Keep to one stretch of the data below, the lines from the one with "the station console" up to and including the one with "use crate::core::service::Operation;", and return that stretch exactly.

....

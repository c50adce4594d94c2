//! Utility bills (electricity, water, ...)

use crate::core::error::ValidationError;
use crate::core::resource::{FormMode, FormValues, NameIndex, Record, Resource, ResourceKind};
use crate::core::validation::{FormReader, filters};
use crate::report::Document;
use crate::report::format::{money, short_date};
use crate::report::stats::statistical_report;
use crate::report::tabular::Tabular;
use chrono::{DateTime, Utc};
use serde::{Deserialize, Serialize};

#[derive(Debug, Clone, PartialEq, Serialize, Deserialize)]
pub struct UtilityExpense {
    /// Expense category ("Electricity", "Water", ...)
    #[serde(rename = "type")]
    pub kind: String,
    pub amount: f64,
    pub date: DateTime<Utc>,
    #[serde(default, skip_serializing_if = "Option::is_none")]
    pub description: Option<String>,
}

impl Resource for UtilityExpense {
    const KIND: ResourceKind = ResourceKind::UtilityExpense;

    fn blank_form() -> FormValues {
        FormValues::new()
            .with("type", "")
            .with("amount", "0")
            .with("date", Utc::now().format("%Y-%m-%d").to_string())
            .with("description", "")
    }

    fn to_form(&self) -> FormValues {
        FormValues::new()
            .with("type", self.kind.as_str())
            .with("amount", filters::number_to_input(self.amount))
            .with("date", self.date.to_rfc3339())
            .with("description", self.description.clone().unwrap_or_default())
    }

    fn from_form(form: &FormValues, _mode: FormMode) -> Result<Self, ValidationError> {
        let mut r = FormReader::new(form);
        let expense = UtilityExpense {
            kind: r.text("type"),
            amount: r.amount("amount"),
            date: r.date("date"),
            description: r.optional_text("description"),
        };
        r.finish(expense)
    }

    fn search_keys(&self, _index: &NameIndex) -> Vec<String> {
        vec![self.kind.clone()]
    }

    fn label(&self) -> String {
        self.kind.clone()
    }

    fn amount(&self, column: &str) -> Option<f64> {
        match column {
            "amount" => Some(self.amount),
            _ => None,
        }
    }
}

impl Tabular for UtilityExpense {
    fn report_title() -> &'static str {
        "Utility Expenses Report"
    }

    fn columns() -> &'static [&'static str] {
        &["Type", "Amount ($)", "Date", "Description"]
    }

    fn row(&self, _index: &NameIndex) -> Vec<String> {
        vec![
            self.kind.clone(),
            money(self.amount),
            short_date(&self.date),
            self.description.clone().unwrap_or_default(),
        ]
    }

    fn report(records: &[Record<Self>], _index: &NameIndex, generated_at: DateTime<Utc>) -> Document {
        statistical_report(records, generated_at)
    }
}
//! Typed error handling for the station console
//!
//! Every user action can fail in one of a few well-known ways. The variants
//! here let callers match on the failure kind instead of inspecting strings.
//!
//! # Error Categories
//!
//! - [`TransportError`]: a REST call failed (network, non-success status, bad body)
//! - [`ValidationError`]: a form failed its schema before anything was sent
//! - [`ConfigError`]: the YAML configuration could not be loaded
//! - [`ReportError`]: a rendered report could not be written
//!
//! # Example
//!
//! ```rust,ignore
//! match screen.submit().await {
//!     Err(ConsoleError::Validation(errors)) => {
//!         for violation in errors.violations() {
//!             println!("{}: {}", violation.field, violation.message);
//!         }
//!     }
//!     Err(ConsoleError::Transport(e)) => eprintln!("server said no: {e}"),
//!     _ => {}
//! }
//! ```

use crate::core::service::Operation;
use serde::Serialize;
use std::fmt;
use std::path::PathBuf;
use thiserror::Error;

/// The main error type for the console
#[derive(Debug, Error)]
pub enum ConsoleError {
    /// A resource endpoint could not be reached or rejected the call
    #[error(transparent)]
    Transport(#[from] TransportError),

    /// The form failed validation
    #[error(transparent)]
    Validation(#[from] ValidationError),

    /// Configuration errors
    #[error(transparent)]
    Config(#[from] ConfigError),

    /// Report output errors
    #[error(transparent)]
    Report(#[from] ReportError),

    /// The action does not make sense in the current session state
    #[error("Invalid action: {0}")]
    InvalidState(String),
}

impl ConsoleError {
    /// Get the error code for this error
    pub fn error_code(&self) -> &'static str {
        match self {
            ConsoleError::Transport(e) => e.error_code(),
            ConsoleError::Validation(_) => "VALIDATION_ERROR",
            ConsoleError::Config(_) => "CONFIG_ERROR",
            ConsoleError::Report(_) => "REPORT_ERROR",
            ConsoleError::InvalidState(_) => "INVALID_STATE",
        }
    }

    /// Whether retrying the same action could succeed
    pub fn is_transient(&self) -> bool {
        matches!(self, ConsoleError::Transport(_))
    }
}

// =============================================================================
// Transport Errors
// =============================================================================

/// Errors raised by a resource client
#[derive(Debug, Clone, PartialEq, Error)]
pub enum TransportError {
    /// The server could not be reached (connection refused, timeout, ...)
    #[error("Failed to {operation} {resource}: {message}")]
    Network {
        resource: &'static str,
        operation: Operation,
        message: String,
    },

    /// The server answered with a non-success status
    #[error("Failed to {operation} {resource}: server responded with status {status}")]
    Status {
        resource: &'static str,
        operation: Operation,
        status: u16,
        body: String,
    },

    /// The server answered but the body was not what we expected
    #[error("Failed to decode {resource} response to {operation}: {message}")]
    Decode {
        resource: &'static str,
        operation: Operation,
        message: String,
    },
}

impl TransportError {
    pub fn error_code(&self) -> &'static str {
        match self {
            TransportError::Network { .. } => "TRANSPORT_NETWORK",
            TransportError::Status { .. } => "TRANSPORT_STATUS",
            TransportError::Decode { .. } => "TRANSPORT_DECODE",
        }
    }

    /// The operation that failed
    pub fn operation(&self) -> Operation {
        match self {
            TransportError::Network { operation, .. }
            | TransportError::Status { operation, .. }
            | TransportError::Decode { operation, .. } => *operation,
        }
    }

    /// HTTP status, when the server answered at all
    pub fn status(&self) -> Option<u16> {
        match self {
            TransportError::Status { status, .. } => Some(*status),
            _ => None,
        }
    }
}

// =============================================================================
// Validation Errors
// =============================================================================

/// A single field violation
#[derive(Debug, Clone, PartialEq, Eq, Serialize)]
pub struct FieldViolation {
    pub field: String,
    pub message: String,
}

impl FieldViolation {
    pub fn new(field: impl Into<String>, message: impl Into<String>) -> Self {
        Self {
            field: field.into(),
            message: message.into(),
        }
    }
}

/// Every field that failed validation, in form order
#[derive(Debug, Clone, PartialEq, Eq)]
pub struct ValidationError {
    violations: Vec<FieldViolation>,
}

impl ValidationError {
    pub fn new(violations: Vec<FieldViolation>) -> Self {
        Self { violations }
    }

    /// Shorthand for a single-field failure
    pub fn field(field: impl Into<String>, message: impl Into<String>) -> Self {
        Self::new(vec![FieldViolation::new(field, message)])
    }

    pub fn violations(&self) -> &[FieldViolation] {
        &self.violations
    }

    /// Names of the offending fields
    pub fn fields(&self) -> Vec<&str> {
        self.violations.iter().map(|v| v.field.as_str()).collect()
    }

    /// Whether the given field has at least one violation
    pub fn has(&self, field: &str) -> bool {
        self.violations.iter().any(|v| v.field == field)
    }
}

impl fmt::Display for ValidationError {
    fn fmt(&self, f: &mut fmt::Formatter<'_>) -> fmt::Result {
        let msgs: Vec<String> = self
            .violations
            .iter()
            .map(|v| format!("{}: {}", v.field, v.message))
            .collect();
        write!(f, "Validation errors: {}", msgs.join(", "))
    }
}

impl std::error::Error for ValidationError {}

// =============================================================================
// Configuration Errors
// =============================================================================

#[derive(Debug, Error)]
pub enum ConfigError {
    #[error("Failed to read config file '{}': {source}", .path.display())]
    Io {
        path: PathBuf,
        #[source]
        source: std::io::Error,
    },

    #[error("Failed to parse config: {message}")]
    Parse { message: String },

    #[error("Invalid value for '{field}': {message}")]
    InvalidValue { field: String, message: String },
}

// =============================================================================
// Report Errors
// =============================================================================

#[derive(Debug, Error)]
pub enum ReportError {
    #[error("Failed to write report '{}': {source}", .path.display())]
    Io {
        path: PathBuf,
        #[source]
        source: std::io::Error,
    },
}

....

* FINISHED TASK *
//! Typed error handling for the station console
//!
//! Every user action can fail in one of a few well-known ways. The variants
//! here let callers match on the failure kind instead of inspecting strings.
//!
//! # Error Categories
//!
//! - [`TransportError`]: a REST call failed (network, non-success status, bad body)
//! - [`ValidationError`]: a form failed its schema before anything was sent
//! - [`ConfigError`]: the YAML configuration could not be loaded
//! - [`ReportError`]: a rendered report could not be written
//!
//! # Example
//!
//! ```rust,ignore
//! match screen.submit().await {
//!     Err(ConsoleError::Validation(errors)) => {
//!         for violation in errors.violations() {
//!             println!("{}: {}", violation.field, violation.message);
//!         }
//!     }
//!     Err(ConsoleError::Transport(e)) => eprintln!("server said no: {e}"),
//!     _ => {}
//! }
//! ```

use crate::core::service::Operation;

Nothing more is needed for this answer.